▶ _YOUR TASK_
What lines in the records below mention "CorsLayer"? List them all.

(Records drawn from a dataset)
____

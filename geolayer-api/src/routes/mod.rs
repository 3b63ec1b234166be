//! REST API Route Modules
//!
//! Route layout:
//! - `/ping`
//! - `/api/v1/layers`, `/api/v1/layer/...`, `/api/v1/customer`
//! - `/management/...`
//! - `/ws/{datasource}`

use axum::Router;
use tower_http::cors::CorsLayer;
use tower_http::trace::TraceLayer;

use crate::state::AppState;

pub mod customer;
pub mod feature;
pub mod health;
pub mod layer;
pub mod management;

/// Build the complete HTTP router with CORS and request tracing.
pub fn create_api_router(state: AppState) -> Router {
    let api_routes = Router::new()
        .merge(layer::create_router())
        .merge(feature::create_router())
        .merge(customer::create_router());

    Router::new()
        .merge(health::create_router())
        .nest("/api/v1", api_routes)
        .nest("/management", management::create_router())
        .merge(crate::ws::create_router())
        .layer(CorsLayer::permissive())
        .layer(TraceLayer::new_for_http())
        .with_state(state)
}
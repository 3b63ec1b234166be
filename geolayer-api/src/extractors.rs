//! Request credential extraction.
//!
//! `apikey` and `authkey` are read from the query string, or from an
//! `application/x-www-form-urlencoded` body. Query values win when both are
//! present. Empty values count as absent.

use axum::{
    async_trait,
    extract::{FromRequest, Query, Request},
    http::{header::CONTENT_TYPE, Uri},
    Form,
};
use serde::Deserialize;

use crate::auth::SuperuserKey;
use crate::error::{ApiError, ApiResult};

/// Raw credential parameters.
#[derive(Debug, Clone, Default, Deserialize)]
pub struct CredentialParams {
    pub apikey: Option<String>,
    pub authkey: Option<String>,
}

impl CredentialParams {
    fn normalized(self) -> Self {
        Self {
            apikey: self.apikey.filter(|s| !s.is_empty()),
            authkey: self.authkey.filter(|s| !s.is_empty()),
        }
    }

    fn or(self, other: CredentialParams) -> Self {
        Self {
            apikey: self.apikey.or(other.apikey),
            authkey: self.authkey.or(other.authkey),
        }
    }
}

/// Credentials presented with a request.
#[derive(Debug, Clone, Default)]
pub struct Credentials(pub CredentialParams);

impl Credentials {
    /// Credentials from the query string only. A query that does not
    /// deserialize is a 400 with the usual JSON error body.
    pub fn from_uri(uri: &Uri) -> ApiResult<Self> {
        let Query(query) = Query::<CredentialParams>::try_from_uri(uri)
            .map_err(|e| ApiError::invalid_input(e.body_text()))?;
        Ok(Self(query.normalized()))
    }

    /// The presented API key, or 401.
    pub fn apikey(&self) -> ApiResult<&str> {
        self.0
            .apikey
            .as_deref()
            .ok_or_else(|| ApiError::unauthorized("apikey required"))
    }

    pub fn authkey(&self) -> Option<&str> {
        self.0.authkey.as_deref()
    }

    /// Reject unless the superuser key was presented.
    pub fn require_superuser(&self, key: &SuperuserKey) -> ApiResult<()> {
        key.require(self.authkey())
    }
}

fn is_form(req: &Request) -> bool {
    req.headers()
        .get(CONTENT_TYPE)
        .and_then(|v| v.to_str().ok())
        .is_some_and(|ct| ct.starts_with("application/x-www-form-urlencoded"))
}

#[async_trait]
impl<S> FromRequest<S> for Credentials
where
    S: Send + Sync,
{
    type Rejection = ApiError;

    async fn from_request(req: Request, state: &S) -> Result<Self, Self::Rejection> {
        let Self(mut params) = Self::from_uri(req.uri())?;

        if is_form(&req) {
            let Form(form) = Form::<CredentialParams>::from_request(req, state)
                .await
                .map_err(|e| ApiError::invalid_input(e.body_text()))?;
            params = params.or(form.normalized());
        }

        Ok(Self(params))
    }
}
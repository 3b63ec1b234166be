//! Per-connection admin session state machine.

use std::sync::Arc;

use geolayer_core::{GeoError, GeoResult};
use serde_json::Value;

use super::commands::{AdminContext, Method};
use super::protocol::{AdminRequest, Frame};

/// Authentication state of one connection.
#[derive(Debug, Clone, Copy, PartialEq, Eq)]
pub enum SessionState {
    Unauthenticated,
    Authenticated,
}

/// What the connection should do after writing a response frame.
#[derive(Debug, Clone, Copy, PartialEq, Eq)]
pub enum Outcome {
    Continue,
    Close,
}

/// One admin connection. Every session starts unauthenticated.
pub struct Session {
    ctx: Arc<AdminContext>,
    state: SessionState,
}

impl Session {
    pub fn new(ctx: Arc<AdminContext>) -> Self {
        Self {
            ctx,
            state: SessionState::Unauthenticated,
        }
    }

    pub fn state(&self) -> SessionState {
        self.state
    }

    /// Handle one request line.
    ///
    /// A line that is not a JSON object gets an error frame and closes the
    /// connection. Every other failure leaves the session open.
    pub async fn handle_line(&mut self, line: &str) -> (Frame, Outcome) {
        let req = match AdminRequest::parse(line) {
            Ok(req) => req,
            Err(e @ GeoError::Malformed(_)) => {
                tracing::warn!(error = %e, "Malformed admin request");
                return (Frame::from_error(&e), Outcome::Close);
            }
            Err(e) => {
                tracing::debug!(error = %e, "Invalid admin request");
                return (Frame::from_error(&e), Outcome::Continue);
            }
        };

        let Some(method) = req.method().and_then(Method::parse) else {
            tracing::debug!(method = ?req.method(), "Unknown admin method");
            return (Frame::error("method not found"), Outcome::Continue);
        };

        if method.requires_auth() && self.state != SessionState::Authenticated {
            tracing::debug!(method = method.as_str(), "Admin request before authentication");
            return (
                Frame::error("connection not authenticated"),
                Outcome::Continue,
            );
        }

        let frame = match self.dispatch(method, &req).await {
            Ok(data) => Frame::ok(data),
            Err(e) => {
                tracing::debug!(method = method.as_str(), error = %e, "Admin command failed");
                Frame::from_error(&e)
            }
        };
        (frame, Outcome::Continue)
    }

    async fn dispatch(&mut self, method: Method, req: &AdminRequest) -> GeoResult<Value> {
        let ctx = &self.ctx;
        match method {
            Method::Ping => Ok(ctx.ping()),
            Method::Help => Ok(ctx.help()),
            Method::Authenticate => {
                let data = ctx.authenticate(req)?;
                self.state = SessionState::Authenticated;
                tracing::info!("Admin session authenticated");
                Ok(data)
            }
            Method::AssignDatasource => ctx.assign_datasource(req),
            Method::CreateApikey => ctx.create_apikey(),
            Method::InsertApikey => ctx.insert_apikey(req),
            Method::InsertFeature => ctx.insert_feature(req),
            Method::EditFeature => ctx.edit_feature(req),
            Method::CreateDatasource => ctx.create_datasource(req),
            Method::ExportApikeys => ctx.export_apikeys(),
            Method::ExportApikey => ctx.export_apikey(req),
            Method::ExportDatasources => ctx.export_datasources(),
            Method::ExportDatasource => ctx.export_datasource(req),
            Method::ImportFile => ctx.import_file(req).await,
            Method::DeleteDatasource => ctx.delete_datasource(req),
        }
    }
}

#[cfg(test)]
mod tests {
    use super::*;
    use crate::admin::importer::{Importer, Ogr2OgrConverter};
    use crate::auth::SuperuserKey;
    use crate::events::HubEvent;
    use crate::hub::UpdateHub;
    use crate::state::AppState;
    use geolayer_test_utils::TestStore;
    use serde_json::json;

    const KEY: &str = "admin-secret";

    fn session(store: &TestStore) -> Session {
        session_with_hub(store, Arc::new(UpdateHub::new()))
    }

    fn session_with_hub(store: &TestStore, hub: Arc<UpdateHub>) -> Session {
        let state = AppState::new(store.cache(), store.registry(), hub, SuperuserKey::new(KEY));
        let importer = Importer::new(Arc::new(Ogr2OgrConverter::new("ogr2ogr")));
        Session::new(Arc::new(AdminContext::new(&state, importer)))
    }

    async fn call(session: &mut Session, line: serde_json::Value) -> Frame {
        let (frame, outcome) = session.handle_line(&line.to_string()).await;
        assert_eq!(outcome, Outcome::Continue);
        frame
    }

    fn data(frame: Frame) -> serde_json::Value {
        match frame {
            Frame::Ok { data } => data,
            Frame::Error { error } => panic!("expected ok frame, got error: {}", error),
        }
    }

    #[tokio::test]
    async fn test_ping_and_help_without_auth() {
        let store = TestStore::new();
        let mut session = session(&store);

        let pong = data(call(&mut session, json!({"method": "ping"})).await);
        assert_eq!(pong["message"], "pong");

        let help = data(call(&mut session, json!({"method": "help"})).await);
        let methods = help["methods"].as_array().expect("methods should be a list");
        assert_eq!(methods.len(), Method::ALL.len());
        assert_eq!(session.state(), SessionState::Unauthenticated);
    }

    #[tokio::test]
    async fn test_privileged_method_requires_auth() {
        let store = TestStore::new();
        let mut session = session(&store);

        let frame = call(&mut session, json!({"method": "create_apikey"})).await;
        assert_eq!(frame, Frame::error("connection not authenticated"));
        assert!(store.registry().list_customers().expect("list should succeed").is_empty());
    }

    #[tokio::test]
    async fn test_wrong_key_keeps_state() {
        let store = TestStore::new();
        let mut session = session(&store);

        let frame = call(&mut session, json!({"method": "authenticate", "authkey": "nope"})).await;
        assert_eq!(frame, Frame::error("incorrect authkey"));
        assert_eq!(session.state(), SessionState::Unauthenticated);

        let frame = call(&mut session, json!({"method": "authenticate", "authkey": KEY})).await;
        assert!(frame.is_ok());
        assert_eq!(session.state(), SessionState::Authenticated);
    }

    #[tokio::test]
    async fn test_unknown_method() {
        let store = TestStore::new();
        let mut session = session(&store);
        let frame = call(&mut session, json!({"method": "drop_everything"})).await;
        assert_eq!(frame, Frame::error("method not found"));
    }

    #[tokio::test]
    async fn test_object_without_method_keeps_session() {
        let store = TestStore::new();
        let mut session = session(&store);

        for line in [json!({}), json!({"datasource": "x"})] {
            let frame = call(&mut session, line).await;
            assert_eq!(frame, Frame::error("method not found"));
        }

        let (frame, outcome) = session.handle_line(r#"{"method":5}"#).await;
        assert!(!frame.is_ok());
        assert_eq!(outcome, Outcome::Continue);
    }

    #[tokio::test]
    async fn test_malformed_line_closes() {
        let store = TestStore::new();
        let mut session = session(&store);
        let (frame, outcome) = session.handle_line("{not json").await;
        assert!(!frame.is_ok());
        assert_eq!(outcome, Outcome::Close);
    }

    #[tokio::test]
    async fn test_customer_and_feature_workflow() {
        let store = TestStore::new();
        let mut session = session(&store);
        call(&mut session, json!({"method": "authenticate", "authkey": KEY})).await;

        let created = data(call(&mut session, json!({"method": "create_apikey"})).await);
        let apikey = created["apikey"].as_str().expect("apikey should be a string").to_string();

        let ds = data(call(&mut session, json!({"method": "create_datasource", "data": {}})).await);
        let datasource = ds["datasource_id"].as_str().expect("id should be a string").to_string();

        let assigned = call(
            &mut session,
            json!({"method": "assign_datasource", "apikey": apikey, "datasource": datasource}),
        )
        .await;
        assert!(assigned.is_ok());

        let feature = json!({"type": "Feature", "geometry": {"type": "Point", "coordinates": [1, 2]}, "properties": {}});
        let added = call(
            &mut session,
            json!({"method": "insert_feature", "data": {"datasource": datasource, "feature": feature}}),
        )
        .await;
        assert_eq!(data(added)["message"], "feature added");

        let edited = call(
            &mut session,
            json!({"method": "edit_feature", "data": {"datasource": datasource, "geo_id": "0", "feature": {"type": "Feature", "geometry": null, "properties": {"v": 2}}}}),
        )
        .await;
        assert_eq!(data(edited)["message"], "feature edited");

        let out_of_range = call(
            &mut session,
            json!({"method": "edit_feature", "data": {"datasource": datasource, "geo_id": 1, "feature": feature}}),
        )
        .await;
        assert!(!out_of_range.is_ok());

        let layer = data(call(&mut session, json!({"method": "export_datasource", "datasource": datasource})).await);
        assert_eq!(layer["features"][0]["properties"]["v"], 2);

        let customer = data(call(&mut session, json!({"method": "export_apikey", "apikey": apikey})).await);
        assert_eq!(customer["Datasources"], json!([datasource]));
    }

    #[tokio::test]
    async fn test_replacing_datasource_notifies_subscribers() {
        let store = TestStore::new();
        let hub = Arc::new(UpdateHub::new());
        let mut session = session_with_hub(&store, hub.clone());
        call(&mut session, json!({"method": "authenticate", "authkey": KEY})).await;

        let mut subscription = hub.subscribe("parcels");
        let layer = json!({"type": "FeatureCollection", "features": []});
        let created = call(
            &mut session,
            json!({"method": "create_datasource", "data": {"datasource": "parcels", "layer": layer}}),
        )
        .await;
        assert!(created.is_ok());

        let event = tokio::time::timeout(std::time::Duration::from_secs(5), subscription.recv())
            .await
            .expect("event should arrive in time");
        assert_eq!(
            event,
            Some(HubEvent::LayerUpdated {
                datasource: "parcels".to_string()
            })
        );
    }

    #[tokio::test]
    async fn test_missing_parameters() {
        let store = TestStore::new();
        let mut session = session(&store);
        call(&mut session, json!({"method": "authenticate", "authkey": KEY})).await;

        for method in ["assign_datasource", "insert_apikey", "insert_feature", "edit_feature", "import_file"] {
            let frame = call(&mut session, json!({"method": method, "data": null})).await;
            assert_eq!(frame, Frame::error("missing required parameters"), "method {}", method);
        }
    }

    #[tokio::test]
    async fn test_insert_apikey_dedupes() {
        let store = TestStore::new();
        let mut session = session(&store);
        call(&mut session, json!({"method": "authenticate", "authkey": KEY})).await;

        let frame = call(
            &mut session,
            json!({"method": "insert_apikey", "data": {"apikey": "k1", "datasources": ["a", "b", "a"]}}),
        )
        .await;
        assert!(frame.is_ok());
        let customer = store.registry().get_customer("k1").expect("customer should exist");
        assert_eq!(customer.datasources, vec!["a".to_string(), "b".to_string()]);
    }

    #[tokio::test]
    async fn test_delete_datasource_unlinks() {
        let store = TestStore::new();
        let (customer, datasource) =
            geolayer_test_utils::seed_customer_with_layer(&store.registry(), &store.cache(), 2);
        let mut session = session(&store);
        call(&mut session, json!({"method": "authenticate", "authkey": KEY})).await;

        let deleted = data(call(&mut session, json!({"method": "delete_datasource", "datasource": datasource})).await);
        assert_eq!(deleted["unlinked"], 1);

        let customer = store
            .registry()
            .get_customer(&customer.apikey)
            .expect("customer should still exist");
        assert!(customer.datasources.is_empty());

        let again = call(&mut session, json!({"method": "delete_datasource", "datasource": datasource})).await;
        assert!(!again.is_ok());
    }

    #[tokio::test]
    async fn test_export_datasources_keyed_by_id() {
        let store = TestStore::new();
        let (_customer, datasource) =
            geolayer_test_utils::seed_customer_with_layer(&store.registry(), &store.cache(), 3);
        let mut session = session(&store);
        call(&mut session, json!({"method": "authenticate", "authkey": KEY})).await;

        let all = data(call(&mut session, json!({"method": "export_datasources"})).await);
        assert_eq!(all[&datasource]["features"].as_array().map(Vec::len), Some(3));
    }
}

____

▶ _WRITTEN RESPONSE_
use tower_http::cors::CorsLayer;
        .layer(CorsLayer::permissive())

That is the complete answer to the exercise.